Which of the lines in the data below contain the string "anyhow"? Copy each of them.

____ Records for this exercise

//! Adaptive issuance era: external staking and the four-way reward split

use anyhow::Result;

use bakehouse_common::{
    math::mul_div, operations::FreezerCategory, protocol_params::ProtocolConstants, Account,
    Mutez, RewardSplit, SnapshotBalance,
};

use super::PartialFormulas;

/// Delegated tez weigh a third of staked tez in baking power
const DELEGATED_WEIGHT_DIVISOR: Mutez = 3;

const EDGE_DENOMINATOR: i64 = 1_000_000_000;

pub fn overrides() -> PartialFormulas {
    PartialFormulas {
        baking_power: Some(baking_power),
        deposit_bucket: Some(FreezerCategory::Staked),
        reward_split: Some(four_way_split),
        ..Default::default()
    }
}

fn baking_power(snapshot: &SnapshotBalance) -> Mutez {
    snapshot.staked() + snapshot.delegated() / DELEGATED_WEIGHT_DIVISOR
}

/// Split `amount` between the delegated part (liquid), the baker's own
/// stake, the baker's edge and the external stakers, by current power
fn four_way_split(
    baker: &Account,
    amount: Mutez,
    constants: &ProtocolConstants,
) -> Result<RewardSplit> {
    let Some(data) = baker.baker() else {
        return Ok(RewardSplit::liquid(amount));
    };
    let own_staked = data.own_staked;
    let external_staked = data.external_staked;
    let staked = own_staked + external_staked;
    let liquid = baker.balance - data.own_staked - data.own_unstaked + data.delegated_balance;
    let delegated_power = liquid.max(0) / DELEGATED_WEIGHT_DIVISOR;
    let power = staked + delegated_power;
    if power <= 0 {
        return Ok(RewardSplit::liquid(amount));
    }

    let delegated = mul_div(amount, delegated_power, power)?;
    let staked_total = amount - delegated;
    let staked_own = if staked > 0 {
        mul_div(staked_total, own_staked, staked)?
    } else {
        0
    };
    let shared = staked_total - staked_own;
    let edge = if data.edge_of_baking_over_staking > 0 {
        data.edge_of_baking_over_staking
    } else {
        constants.default_edge_of_baking_over_staking
    };
    let staked_edge = mul_div(shared, edge, EDGE_DENOMINATOR)?;

    Ok(RewardSplit {
        delegated,
        staked_own,
        staked_edge,
        staked_shared: shared - staked_edge,
    })
}

#[cfg(test)]
mod tests {
    use super::*;
    use crate::test_utils::test_constants;
    use bakehouse_common::{AccountId, AccountKind, Address, BakerData};

    fn baker(own_staked: Mutez, external_staked: Mutez, liquid: Mutez) -> Account {
        let mut account = Account::new(
            AccountId(1),
            Address::from("tz1baker"),
            1,
            AccountKind::Baker(BakerData {
                own_staked,
                external_staked,
                edge_of_baking_over_staking: 100_000_000,
                ..Default::default()
            }),
        );
        account.balance = own_staked + liquid;
        account
    }

    #[test]
    fn split_always_sums_to_amount() {
        let constants = test_constants();
        for (own, external, liquid, amount) in
            [(1_000, 3_000, 3_000, 1_000), (7, 13, 0, 999), (0, 0, 500, 77), (5_000, 0, 0, 1)]
        {
            let split = four_way_split(&baker(own, external, liquid), amount, &constants).unwrap();
            assert_eq!(split.total(), amount, "{own} {external} {liquid}");
        }
    }

    #[test]
    fn stakers_share_pays_the_edge() {
        let constants = test_constants();
        // power = 1000 + 3000 + 3000 / 3 = 5000
        let split = four_way_split(&baker(1_000, 3_000, 3_000), 1_000, &constants).unwrap();
        assert_eq!(split.delegated, 200);
        assert_eq!(split.staked_own, 200);
        assert_eq!(split.staked_edge, 60);
        assert_eq!(split.staked_shared, 540);
    }

    #[test]
    fn unstaked_baker_gets_everything_liquid() {
        let constants = test_constants();
        let split = four_way_split(&baker(0, 0, 10_000), 300, &constants).unwrap();
        assert_eq!(split, RewardSplit::liquid(300));
    }
}
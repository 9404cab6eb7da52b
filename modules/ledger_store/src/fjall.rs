use std::{
    collections::BTreeMap,
    fs,
    ops::Bound,
    path::PathBuf,
    sync::{
        atomic::{AtomicU64, Ordering},
        Arc,
    },
};

use anyhow::{bail, Result};
use bakehouse_common::{
    operations::{Operation, OperationBody},
    Account, AccountId, Address, AppState, BakerCycle, BakingRight, Block, Cycle, CycleIndex,
    Level, RightKey, SnapshotBalance, Statistics,
};
use config::Config;
use fjall::{Database, Keyspace, PersistMode};
use serde::{de::DeserializeOwned, Serialize};
use tracing::{debug, error, info};

use crate::{
    bulk::{decode_rows, BulkPayload, BulkTable},
    ChangeSet, LedgerStore, RowChange,
};

const DEFAULT_DATABASE_PATH: &str = "fjall-ledger";
const DEFAULT_CLEAR_ON_START: bool = false;
const DEFAULT_FLUSH_EVERY: i64 = 1000;

const ACCOUNTS_KEYSPACE: &str = "accounts";
const ACCOUNT_IDS_KEYSPACE: &str = "account-ids";
const BAKER_IDS_KEYSPACE: &str = "baker-ids";
const BLOCKS_KEYSPACE: &str = "blocks";
const CYCLES_KEYSPACE: &str = "cycles";
const BAKER_CYCLES_KEYSPACE: &str = "baker-cycles";
const RIGHTS_KEYSPACE: &str = "rights";
const SNAPSHOTS_KEYSPACE: &str = "snapshots";
const OPERATIONS_KEYSPACE: &str = "operations";
const NONCE_REVELATIONS_KEYSPACE: &str = "nonce-revelations";
const STATISTICS_KEYSPACE: &str = "statistics";
const APP_STATE_KEYSPACE: &str = "app-state";

const APP_STATE_KEY: &[u8] = b"head";

/// Decode every value yielded by a keyspace scan
macro_rules! scan_values {
    ($iter:expr) => {{
        let mut values = Vec::new();
        for entry in $iter {
            let (_, bytes) = entry.into_inner()?;
            values.push(bincode::deserialize(&bytes)?);
        }
        Ok(values)
    }};
}

/// Keyspaces written by a change set, in a fixed order
#[derive(Debug, Clone, Copy, PartialEq, Eq, PartialOrd, Ord)]
enum Space {
    Accounts,
    AccountIds,
    BakerIds,
    Blocks,
    Cycles,
    BakerCycles,
    Rights,
    Snapshots,
    Operations,
    NonceRevelations,
    Statistics,
    AppState,
}

pub struct FjallLedgerStore {
    database: Database,
    accounts: Keyspace,
    account_ids: Keyspace,
    baker_ids: Keyspace,
    blocks: Keyspace,
    cycles: Keyspace,
    baker_cycles: Keyspace,
    rights: Keyspace,
    snapshots: Keyspace,
    operations: Keyspace,
    nonce_revelations: Keyspace,
    statistics: Keyspace,
    app_state: Keyspace,
    flush_every: u64,
    commits: AtomicU64,
}

impl FjallLedgerStore {
    pub fn new(config: Arc<Config>) -> Result<Self> {
        let path = config
            .get_string("database-path")
            .unwrap_or_else(|_| DEFAULT_DATABASE_PATH.to_string());
        let clear = config.get_bool("clear-on-start").unwrap_or(DEFAULT_CLEAR_ON_START);
        let flush_every = config.get_int("flush-every").unwrap_or(DEFAULT_FLUSH_EVERY).max(1);
        let path = PathBuf::from(path);
        if clear && path.exists() {
            info!("Clearing ledger store at {}", path.display());
            fs::remove_dir_all(&path)?;
        }

        let database = Database::builder(&path).manual_journal_persist(true).open()?;
        let open = |name: &str| database.keyspace(name, fjall::KeyspaceCreateOptions::default);

        Ok(Self {
            accounts: open(ACCOUNTS_KEYSPACE)?,
            account_ids: open(ACCOUNT_IDS_KEYSPACE)?,
            baker_ids: open(BAKER_IDS_KEYSPACE)?,
            blocks: open(BLOCKS_KEYSPACE)?,
            cycles: open(CYCLES_KEYSPACE)?,
            baker_cycles: open(BAKER_CYCLES_KEYSPACE)?,
            rights: open(RIGHTS_KEYSPACE)?,
            snapshots: open(SNAPSHOTS_KEYSPACE)?,
            operations: open(OPERATIONS_KEYSPACE)?,
            nonce_revelations: open(NONCE_REVELATIONS_KEYSPACE)?,
            statistics: open(STATISTICS_KEYSPACE)?,
            app_state: open(APP_STATE_KEYSPACE)?,
            database,
            flush_every: flush_every as u64,
            commits: AtomicU64::new(0),
        })
    }

    fn keyspace(&self, space: Space) -> &Keyspace {
        match space {
            Space::Accounts => &self.accounts,
            Space::AccountIds => &self.account_ids,
            Space::BakerIds => &self.baker_ids,
            Space::Blocks => &self.blocks,
            Space::Cycles => &self.cycles,
            Space::BakerCycles => &self.baker_cycles,
            Space::Rights => &self.rights,
            Space::Snapshots => &self.snapshots,
            Space::Operations => &self.operations,
            Space::NonceRevelations => &self.nonce_revelations,
            Space::Statistics => &self.statistics,
            Space::AppState => &self.app_state,
        }
    }

    fn get<T: DeserializeOwned>(keyspace: &Keyspace, key: impl AsRef<[u8]>) -> Result<Option<T>> {
        let Some(bytes) = keyspace.get(key)? else {
            return Ok(None);
        };
        Ok(Some(bincode::deserialize(&bytes)?))
    }

    fn maybe_persist(&self) -> Result<()> {
        let commits = self.commits.fetch_add(1, Ordering::Relaxed) + 1;
        if commits.is_multiple_of(self.flush_every) {
            self.database.persist(PersistMode::Buffer)?;
        }
        Ok(())
    }
}

fn level_key(level: Level) -> [u8; 4] {
    level.to_be_bytes()
}

fn baker_cycle_key(cycle: CycleIndex, baker_id: AccountId) -> [u8; 8] {
    let mut key = [0; 8];
    key[..4].copy_from_slice(&cycle.to_be_bytes());
    key[4..].copy_from_slice(&baker_id.0.to_be_bytes());
    key
}

fn right_key(key: &RightKey) -> [u8; 9] {
    let mut bytes = [0; 9];
    bytes[..4].copy_from_slice(&key.level.to_be_bytes());
    bytes[4] = key.kind.code() as u8;
    bytes[5..].copy_from_slice(&key.baker_id.0.to_be_bytes());
    bytes
}

fn snapshot_key(level: Level, account_id: AccountId) -> [u8; 8] {
    let mut key = [0; 8];
    key[..4].copy_from_slice(&level.to_be_bytes());
    key[4..].copy_from_slice(&account_id.0.to_be_bytes());
    key
}

fn operation_key(level: Level, id: i64) -> [u8; 12] {
    let mut key = [0; 12];
    key[..4].copy_from_slice(&level.to_be_bytes());
    key[4..].copy_from_slice(&id.to_be_bytes());
    key
}
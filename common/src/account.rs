//! Ledger accounts
//!
//! An account is one of four kinds.  Users and bakers are implicit accounts,
//! contracts and rollups are originated.  A user becomes a baker when it
//! registers as a delegate and goes back to being a user only if that
//! registration is reverted.

use serde::{Deserialize, Serialize};

use crate::{AccountId, Address, Level, Mutez};

/// Per-operation-kind counters, kept for consistency checks
#[derive(Debug, Default, Clone, PartialEq, Eq, Serialize, Deserialize)]
pub struct OperationCounts {
    pub transactions: i32,
    pub delegations: i32,
    pub originations: i32,
    pub reveals: i32,
    pub activations: i32,
    pub staking_ops: i32,
    pub rollup_ops: i32,
    pub dal_ops: i32,
    pub endorsements: i32,
    pub preendorsements: i32,
    pub blocks: i32,
    pub nonce_revelations: i32,
    pub double_baking: i32,
    pub double_endorsing: i32,
    pub migrations: i32,
    pub endorsing_rewards: i32,
}

#[derive(Debug, Default, Clone, PartialEq, Eq, Serialize, Deserialize)]
pub struct UserData {
    pub revealed: bool,
}

/// Delegate-specific state
#[derive(Debug, Default, Clone, PartialEq, Eq, Serialize, Deserialize)]
pub struct BakerData {
    pub activation_level: Level,

    /// First level at which the baker is considered inactive unless it acts again
    pub deactivation_level: Level,

    /// Sum of the balances of accounts delegating to this baker (excluding itself)
    pub delegated_balance: Mutez,
    pub delegators_count: i32,

    /// Own stake and unstake requests, both part of `balance`
    pub own_staked: Mutez,
    pub own_unstaked: Mutez,

    /// Stake and unstake requests of external stakers, not part of `balance`
    pub external_staked: Mutez,
    pub external_unstaked: Mutez,
    pub stakers_count: i32,

    /// Roll-era freezer buckets, all part of `balance`
    pub frozen_deposits: Mutez,
    pub frozen_rewards: Mutez,
    pub frozen_fees: Mutez,

    /// Share of staker rewards kept by the baker, in billionths
    pub edge_of_baking_over_staking: i64,
}

#[derive(Debug, Default, Clone, PartialEq, Eq, Serialize, Deserialize)]
pub struct ContractData {
    pub creator_id: Option<AccountId>,
}

#[derive(Debug, Default, Clone, PartialEq, Eq, Serialize, Deserialize)]
pub struct RollupData {
    pub creator_id: Option<AccountId>,
    pub pvm_kind: String,
}

#[derive(Debug, Clone, PartialEq, Eq, Serialize, Deserialize)]
pub enum AccountKind {
    User(UserData),
    Baker(BakerData),
    Contract(ContractData),
    Rollup(RollupData),
}

#[derive(Debug, Clone, PartialEq, Eq, Serialize, Deserialize)]
pub struct Account {
    pub id: AccountId,
    pub address: Address,
    pub first_level: Level,
    pub balance: Mutez,

    /// Replay-protection counter of the last applied manager operation
    pub counter: i64,

    pub delegate_id: Option<AccountId>,
    pub delegation_level: Option<Level>,

    /// Active flag: true for delegating accounts and active bakers
    pub staked: bool,

    /// Funds locked as smart rollup commitment bonds
    pub rollup_bonds: Mutez,

    /// Stake and unstake requests this account holds at its delegate as an
    /// external staker; mirrored in the baker's external buckets
    pub staked_balance: Mutez,
    pub unstaked_balance: Mutez,

    pub counts: OperationCounts,
    pub kind: AccountKind,
}

impl Account {
    pub fn new_user(id: AccountId, address: Address, first_level: Level) -> Self {
        Self::new(id, address, first_level, AccountKind::User(UserData::default()))
    }

    pub fn new(id: AccountId, address: Address, first_level: Level, kind: AccountKind) -> Self {
        Self {
            id,
            address,
            first_level,
            balance: 0,
            counter: 0,
            delegate_id: None,
            delegation_level: None,
            staked: false,
            rollup_bonds: 0,
            staked_balance: 0,
            unstaked_balance: 0,
            counts: OperationCounts::default(),
            kind,
        }
    }

    pub fn is_baker(&self) -> bool {
        matches!(self.kind, AccountKind::Baker(_))
    }

    pub fn baker(&self) -> Option<&BakerData> {
        match &self.kind {
            AccountKind::Baker(data) => Some(data),
            _ => None,
        }
    }

    pub fn baker_mut(&mut self) -> Option<&mut BakerData> {
        match &mut self.kind {
            AccountKind::Baker(data) => Some(data),
            _ => None,
        }
    }

    /// Bakers are always revealed; originated accounts have nothing to reveal
    pub fn revealed(&self) -> bool {
        match &self.kind {
            AccountKind::User(user) => user.revealed,
            _ => true,
        }
    }

    /// Delegate this account's balance counts towards, if it is not its own
    pub fn external_delegate(&self) -> Option<AccountId> {
        self.delegate_id.filter(|d| *d != self.id)
    }

    /// Own + delegated + external stake.  Zero for non-bakers.
    pub fn staking_balance(&self) -> Mutez {
        match &self.kind {
            AccountKind::Baker(baker) => {
                self.balance - baker.own_unstaked + baker.delegated_balance + baker.external_staked
            }
            _ => 0,
        }
    }

    /// Amount held by this account outside of `balance` that still belongs
    /// to the ledger (bonds and external stake held at the baker)
    pub fn held_outside_balance(&self) -> Mutez {
        let external = match &self.kind {
            AccountKind::Baker(baker) => baker.external_staked + baker.external_unstaked,
            _ => 0,
        };
        self.rollup_bonds + external
    }
}

#[cfg(test)]
mod tests {
    use super::*;

    fn baker() -> Account {
        let mut account = Account::new(
            AccountId(1),
            Address::from("tz1baker"),
            1,
            AccountKind::Baker(BakerData {
                delegated_balance: 500,
                own_unstaked: 50,
                external_staked: 200,
                external_unstaked: 30,
                ..Default::default()
            }),
        );
        account.balance = 1_000;
        account.rollup_bonds = 10;
        account
    }

    #[test]
    fn staking_balance_counts_own_delegated_and_external() {
        assert_eq!(baker().staking_balance(), 1_000 - 50 + 500 + 200);
        assert_eq!(baker().held_outside_balance(), 10 + 200 + 30);
    }

    #[test]
    fn users_have_no_staking_balance() {
        let mut user = Account::new_user(AccountId(2), Address::from("tz1user"), 3);
        user.balance = 10;
        user.delegate_id = Some(AccountId(1));
        assert_eq!(user.staking_balance(), 0);
        assert_eq!(user.external_delegate(), Some(AccountId(1)));
        assert!(!user.revealed());
    }

    #[test]
    fn self_delegation_is_not_external() {
        let mut b = baker();
        b.delegate_id = Some(b.id);
        assert_eq!(b.external_delegate(), None);
        assert!(b.revealed());
    }
}
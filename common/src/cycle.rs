//! Cycles and their seeds

use blake2::{digest::consts::U32, Blake2b, Digest};
use serde::{Deserialize, Serialize};
use serde_with::{hex::Hex, serde_as};
use std::fmt;

use crate::{CycleIndex, Level, Mutez};

type Blake2b256 = Blake2b<U32>;

/// 32-byte random seed of a cycle
#[serde_as]
#[derive(Default, Clone, Copy, PartialEq, Eq, Hash, Serialize, Deserialize)]
pub struct Seed(#[serde_as(as = "Hex")] pub [u8; 32]);

impl Seed {
    pub fn from_hex(s: &str) -> anyhow::Result<Self> {
        let bytes = hex::decode(s)?;
        let array: [u8; 32] = bytes
            .try_into()
            .map_err(|v: Vec<u8>| anyhow::anyhow!("Seed must be 32 bytes, got {}", v.len()))?;
        Ok(Self(array))
    }

    /// Seed of the next cycle: hash of this seed followed by the revealed nonces
    pub fn derive<'a>(&self, nonces: impl IntoIterator<Item = &'a [u8]>) -> Seed {
        let mut hasher = Blake2b256::new();
        hasher.update(self.0);
        for nonce in nonces {
            hasher.update(nonce);
        }
        Seed(hasher.finalize().into())
    }
}

impl fmt::Debug for Seed {
    fn fmt(&self, f: &mut fmt::Formatter<'_>) -> fmt::Result {
        write!(f, "Seed({})", hex::encode(self.0))
    }
}

#[derive(Debug, Clone, PartialEq, Eq, Serialize, Deserialize)]
pub struct Cycle {
    pub index: CycleIndex,
    pub first_level: Level,
    pub last_level: Level,

    /// Snapshot chosen for this cycle's stake, absent for bootstrap cycles
    pub snapshot_index: Option<i32>,
    pub snapshot_level: Option<Level>,

    pub total_staking: Mutez,
    pub total_bakers: i32,
    pub selected_stake: Mutez,
    pub selected_bakers: i32,

    pub seed: Seed,
}

impl Cycle {
    pub fn contains(&self, level: Level) -> bool {
        level >= self.first_level && level <= self.last_level
    }
}
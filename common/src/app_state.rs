use chrono::{DateTime, Utc};
use serde::{Deserialize, Serialize};

use crate::{BlockHash, CycleIndex, Level, OperationId, ProtocolHash};

/// Singleton row describing the ledger head and id allocators
#[derive(Debug, Default, Clone, PartialEq, Eq, Serialize, Deserialize)]
pub struct AppState {
    /// Level of the head block, 0 before anything was applied
    pub level: Level,
    pub hash: Option<BlockHash>,
    pub timestamp: Option<DateTime<Utc>>,
    pub cycle: CycleIndex,
    pub protocol_code: i32,
    pub next_protocol: Option<ProtocolHash>,

    /// Next ids to hand out
    pub next_account_id: i32,
    pub next_operation_id: OperationId,

    /// Highest level ever applied, used to bound reorg depth
    pub highest_applied: Level,
}

impl AppState {
    pub fn is_empty(&self) -> bool {
        self.hash.is_none()
    }
}
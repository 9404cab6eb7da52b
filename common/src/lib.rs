// Bakehouse common library - main library exports

pub mod account;
pub mod app_state;
pub mod baker_cycle;
pub mod block;
pub mod cycle;
pub mod errors;
pub mod math;
pub mod messages;
pub mod node;
pub mod operations;
pub mod protocol_params;
pub mod rights;
pub mod snapshot;
pub mod statistics;
pub mod types;

// Flattened re-exports
pub use self::account::*;
pub use self::app_state::AppState;
pub use self::baker_cycle::{BakerCycle, RewardSplit, SlashedAmounts};
pub use self::block::{Block, BlockEvents, OperationKinds};
pub use self::cycle::{Cycle, Seed};
pub use self::errors::ReplayError;
pub use self::rights::{BakingRight, RightKey, RightKind, RightStatus};
pub use self::snapshot::SnapshotBalance;
pub use self::statistics::{Statistics, StatisticsDelta};
pub use self::types::*;
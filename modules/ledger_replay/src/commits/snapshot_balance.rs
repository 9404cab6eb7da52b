//! Stake snapshots of every active baker, taken on snapshot levels

use anyhow::Result;
use tracing::debug;

use bakehouse_common::{BlockEvents, SnapshotBalance};
use bakehouse_module_ledger_store::bulk::encode_rows;

use super::{snapshot_of, BlockStep, CommitUnit};
use crate::context::LedgerContext;

pub struct SnapshotBalanceCommit;

impl CommitUnit for SnapshotBalanceCommit {
    fn name(&self) -> &'static str {
        "snapshot_balance"
    }

    fn apply(&self, ctx: &mut LedgerContext<'_>, step: &mut BlockStep<'_>) -> Result<()> {
        if !step.has_event(BlockEvents::BalanceSnapshot) {
            return Ok(());
        }
        let level = step.level();
        let mut rows: Vec<SnapshotBalance> = Vec::new();
        for id in ctx.baker_ids()? {
            let account = ctx.account(id)?;
            if account.staked {
                rows.extend(snapshot_of(account, level));
            }
        }
        debug!(level, bakers = rows.len(), "Took stake snapshot");
        ctx.queue_bulk(encode_rows(&rows)?);
        Ok(())
    }

    fn revert(&self, ctx: &mut LedgerContext<'_>, step: &mut BlockStep<'_>) -> Result<()> {
        if step.has_event(BlockEvents::BalanceSnapshot) {
            ctx.delete_snapshots(step.level(), step.level());
        }
        Ok(())
    }
}
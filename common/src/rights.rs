//! Baking and endorsing rights

use serde::{Deserialize, Serialize};

use crate::{AccountId, CycleIndex, Level};

#[derive(Debug, Clone, Copy, PartialEq, Eq, Hash, PartialOrd, Ord, Serialize, Deserialize)]
pub enum RightKind {
    Baking,
    Endorsing,
}

impl RightKind {
    pub fn code(self) -> i16 {
        match self {
            RightKind::Baking => 0,
            RightKind::Endorsing => 1,
        }
    }

    pub fn from_code(code: i16) -> Option<Self> {
        match code {
            0 => Some(RightKind::Baking),
            1 => Some(RightKind::Endorsing),
            _ => None,
        }
    }
}

#[derive(Debug, Clone, Copy, PartialEq, Eq, Hash, Serialize, Deserialize)]
pub enum RightStatus {
    Future,
    Realized,
    Missed,
    Uncovered,
}

impl RightStatus {
    pub fn code(self) -> i16 {
        match self {
            RightStatus::Future => 0,
            RightStatus::Realized => 1,
            RightStatus::Missed => 2,
            RightStatus::Uncovered => 3,
        }
    }

    pub fn from_code(code: i16) -> Option<Self> {
        match code {
            0 => Some(RightStatus::Future),
            1 => Some(RightStatus::Realized),
            2 => Some(RightStatus::Missed),
            3 => Some(RightStatus::Uncovered),
            _ => None,
        }
    }
}

/// Row identity of a right
#[derive(Debug, Clone, Copy, PartialEq, Eq, Hash, PartialOrd, Ord, Serialize, Deserialize)]
pub struct RightKey {
    pub level: Level,
    pub kind: RightKind,
    pub baker_id: AccountId,
}

#[derive(Debug, Clone, PartialEq, Eq, Serialize, Deserialize)]
pub struct BakingRight {
    pub cycle: CycleIndex,
    pub level: Level,
    pub baker_id: AccountId,
    pub kind: RightKind,

    /// First round the baker may bake at (baking rights only)
    pub round: Option<i32>,

    /// Committee slots held (endorsing rights only)
    pub slots: Option<i32>,

    pub status: RightStatus,
}

impl BakingRight {
    pub fn key(&self) -> RightKey {
        RightKey {
            level: self.level,
            kind: self.kind,
            baker_id: self.baker_id,
        }
    }
}
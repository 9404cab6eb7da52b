//! Block pipeline driver
//!
//! One block is one unit of work: every commit unit of the block's protocol
//! runs against a fresh [`LedgerContext`], and the resulting bulk payloads
//! and row changes are written before the head moves.  A failure anywhere
//! before the write restores the cache checkpoint, so the head never shows
//! a partially applied block.

use std::{collections::BTreeMap, sync::Arc};

use anyhow::{Context as _, Result};
use tracing::{debug, info, warn};

use bakehouse_common::{
    node::NodeBlock, Account, AccountId, AppState, Block, BlockEvents, BlockHash, CycleIndex,
    Level, Mutez, OperationKinds, ReplayError, RewardSplit, Seed, Statistics,
};
use bakehouse_module_ledger_store::{ChangeSet, LedgerStore, RowChange};

use crate::{
    commits::BlockStep,
    context::LedgerContext,
    ledger_cache::LedgerCache,
    protocols::{ProtocolHandler, ProtocolRegistry},
};

/// Driver settings, fixed for the lifetime of a pipeline
#[derive(Debug, Clone)]
pub struct PipelineSettings {
    /// Deepest revert allowed below the highest level ever applied
    pub max_reorg_depth: i32,

    pub initial_seed: Seed,

    /// Recompute the conservation law after every block
    pub check_supply: bool,

    /// Cached accounts kept between blocks
    pub cache_max_accounts: usize,
}

/// Summary of one applied block
#[derive(Debug, Clone, PartialEq)]
pub struct BlockOutcome {
    pub level: Level,
    pub hash: BlockHash,
    pub cycle: CycleIndex,
    pub protocol_code: i32,
    pub events: BlockEvents,
    pub operations: usize,
    pub statistics: Option<Statistics>,
}

pub struct Pipeline {
    store: Arc<dyn LedgerStore>,
    registry: ProtocolRegistry,
    settings: PipelineSettings,
    cache: LedgerCache,
}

________

Completed exercise
use anyhow::Result;
use anyhow::{bail, Result};
    pub fn from_hex(s: &str) -> anyhow::Result<Self> {
            .map_err(|v: Vec<u8>| anyhow::anyhow!("Seed must be 32 bytes, got {}", v.len()))?;
use anyhow::Result;
use anyhow::{Context as _, Result};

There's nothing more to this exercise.